By IRENE CHAPPLE marketing writer
This time last year, the name Andersen had the might of a global brand, resonant with the gravitas of a big five accounting firm.
Today its identity is virtually worthless, culled from markets around the world as the Enron scandal infected its reputation.
But despite the breathtaking speed of the Andersen brand's implosion, billions of dollars in intangible brand values continue to shore up corporate balance sheets.
Andersen once fought vigorously for tight control over the brand when its consulting arm, Accenture, began in 2000. The two parties squabbled over use of the brand name and an international arbitrator eventually ruled in Andersen's favour.
Accenture - formerly known as Andersen Consulting - was forced to relinquish the name and forfeit US$1.2 billion nte in past payments to the accounting firm. Accenture then spent US$13 million in a campaign to popularise its new name.
Now Andersen's US offices cannot seem to escape the stink of Enron's bankruptcy, and clogging any rebirth is a fight against criminal indictment after the auditors admitted shredding financial documents.
Saatchi & Saatchi managing director Ian Christie, says the Andersen case simply shows a brand that was abused.
"Brands rise and fall on their value. A brand is something you have to feed and nurture, so it stands for the things you want it to stand for. [Companies] mismanage a brand at their peril."
Andersen affiliates are leaping from the association, including in New Zealand where the local offices have been subsumed into Ernst & Young.
The worldwide fire sales have inevitably given buyers cheap deals. In New Zealand, it's understood no money changed hands during Ernst & Young's merger with Andersen. The deal was simply an extension of the existing partnership arrangement.
Even so, a source close to the negotiations agrees "it gives people a chance to buy in, and potentially lowers the value of the brand. It's good for the purchaser."
The New Zealand situation, he adds, "was very unfair in the sense they were affected by [US] business. It was bloody tough."
Valuing professional services under a brand umbrella is notoriously difficult.
PricewaterhouseCoopers partner Steve Smith points out the value is almost never quantified, because it is largely an investment of expertise by the partners.
The value would become a market-driven price if a firm were listed, depending on profit performance and expected future performance. In a private sale, says Smith, goodwill attached would be a "substantial" chunk of the purchase price, again depending on performance expectations.
Smith describes the local situation as Andersen partners effectively closing the doors on Andersen and transferring their personal goodwill to Ernst and Young.
How to value intangible assets, such as brands, has been a problem for some time.
Just over two years ago, New Zealand's Institute of Chartered Accountants considered an accounting standard exposure draft, dubbed ED-87.

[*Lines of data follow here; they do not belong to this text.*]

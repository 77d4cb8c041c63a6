//! Record transforms applied to the body of an encrypted record.
//!
//! The reference transform is a rotation cipher over ASCII letters. It is
//! illustrative only and provides no confidentiality.
//!
//! # Laws
//!
//! - `decode(encode(x, r), r) == x` for every byte sequence `x` and rotation `r`
//! - `encode(x, r).len() == x.len()`
//! - Non-alphabetic bytes are never changed and letter case is preserved

use crate::envelope::IV_LEN;

/// Size of the Latin alphabet the rotation operates on.
const ALPHABET_LEN: u8 = 26;

/// Rotation distance for the rotation transform, always in `0..26`.
#[derive(Debug, Clone, Copy, PartialEq, Eq, Hash, Default)]
pub struct Rotation(u8);

impl Rotation {
    /// Rotation that leaves every byte unchanged.
    pub const IDENTITY: Self = Self(0);

    /// Creates a rotation, returning `None` if `distance` is not below 26.
    #[must_use]
    pub const fn new(distance: u8) -> Option<Self> {
        if distance < ALPHABET_LEN {
            Some(Self(distance))
        } else {
            None
        }
    }

    /// Returns the rotation distance.
    #[must_use]
    pub const fn distance(self) -> u8 {
        self.0
    }

    /// Returns the rotation that undoes this one: `(26 - n) mod 26`.
    #[must_use]
    pub const fn inverse(self) -> Self {
        Self((ALPHABET_LEN - self.0) % ALPHABET_LEN)
    }
}

/// Rotates every ASCII letter in `buf` by `rotation`, in place.
pub fn rotate(buf: &mut [u8], rotation: Rotation) {
    let n = rotation.distance();
    for byte in buf.iter_mut() {
        let base = match *byte {
            b'a'..=b'z' => b'a',
            b'A'..=b'Z' => b'A',
            _ => continue,
        };
        *byte = (*byte - base + n) % ALPHABET_LEN + base;
    }
}

/// Encodes `plaintext` with the rotation transform.
#[must_use]
pub fn encode(plaintext: &[u8], rotation: Rotation) -> Vec<u8> {
    let mut out = plaintext.to_vec();
    rotate(&mut out, rotation);
    out
}

/// Decodes `ciphertext` produced by [`encode`] with the same rotation.
#[must_use]
pub fn decode(ciphertext: &[u8], rotation: Rotation) -> Vec<u8> {
    let mut out = ciphertext.to_vec();
    rotate(&mut out, rotation.inverse());
    out
}

/// A body transform usable inside a record envelope.
///
/// Implementations must satisfy `decode_in_place(iv, encode_in_place(iv, x)) == x`,
/// must preserve length (the envelope accounts for all expansion) and must not
/// keep state between calls: the same instance is used concurrently by every
/// session writing the same table.
///
/// The per-record IV is handed to the transform on both sides. Any transform
/// meant to provide confidentiality must mix it in.
pub trait RecordTransform: Send + Sync {
    /// Transforms `buf` from plaintext to ciphertext.
    fn encode_in_place(&self, iv: &[u8; IV_LEN], buf: &mut [u8]);

    /// Transforms `buf` from ciphertext back to plaintext.
    fn decode_in_place(&self, iv: &[u8; IV_LEN], buf: &mut [u8]);
}

// The rotation cipher has no use for the IV.
impl RecordTransform for Rotation {
    fn encode_in_place(&self, _iv: &[u8; IV_LEN], buf: &mut [u8]) {
        rotate(buf, *self);
    }

    fn decode_in_place(&self, _iv: &[u8; IV_LEN], buf: &mut [u8]) {
        rotate(buf, self.inverse());
    }
}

If implemented, the draft would not allow internally generated brands to be recorded on the balance sheets as intangible assets after 20 years. For companies such as Lion Nathan this would have meant a writedown of billions in brand value, which at the time stood at $2.3 billion.
Lion Nathan's brands are valued annually by global company Interbrand, and at present have a worth of $2.4 billion. A hefty sum indeed - after all, when talking about consumer goods, the value of the brand lies largely in a product's public image.
The draft is in limbo, on the "research agenda" for the International Accounting Standards Board, says the New Zealand institute's April Mackenzie.
When an international standard is decided on, New Zealand will follow, says Mackenzie.
But locally, the issue "partially got put in the too-hard basket. It's a difficult and complex area, and because we have a small economy there are issues around trying to find reliable numbers."
Problems were particularly rife when trying to value assets which were not frequently traded.
Renzo Scacco, associate director of Interbrand, baulks when asked about valuing professional services.
"It's a devilish job to put a finger on that," he says. "You need to sit down and say, 'what's the top-line revenue, what's driving it' ... it's really an area where the intangibles aren't just the brand name.
"It's self-expertise, knowledge, techniques and skills, and do you put a value on that?"
The easiest test, he says, is "if you change the name, ask what would happen to the business, what the implications would be."
Consumables give a more solid calculation.
Says Scacco: "You really just need to understand the value in the market, its financial performance, the reasonableness of the forecast and the strength of a brand. The simple maxim is, if you have a strong brand the forecast will materialise."
Advertising is a large factor in the mix. For Lion Nathan, Saatchi & Saatchi campaigns for products such as Steinlager and Lion Red put solid brand value on the products.
The epic Steinlager ads promoted "inner confidence", says Saatchi & Saatchi's Christie, and Lion Red's "Chinnies" campaign appealed to young, male consumers.
But for the US offices of Andersen, the mud that stuck after Enron's collapse was seen as too thick to peel off with an advertising campaign.
Not even a solid public relations campaign - say, in the style of Southern Cross Healthcare's apologetic and reassuring campaign here after the claims backlogs - could save the US offices from public disdain.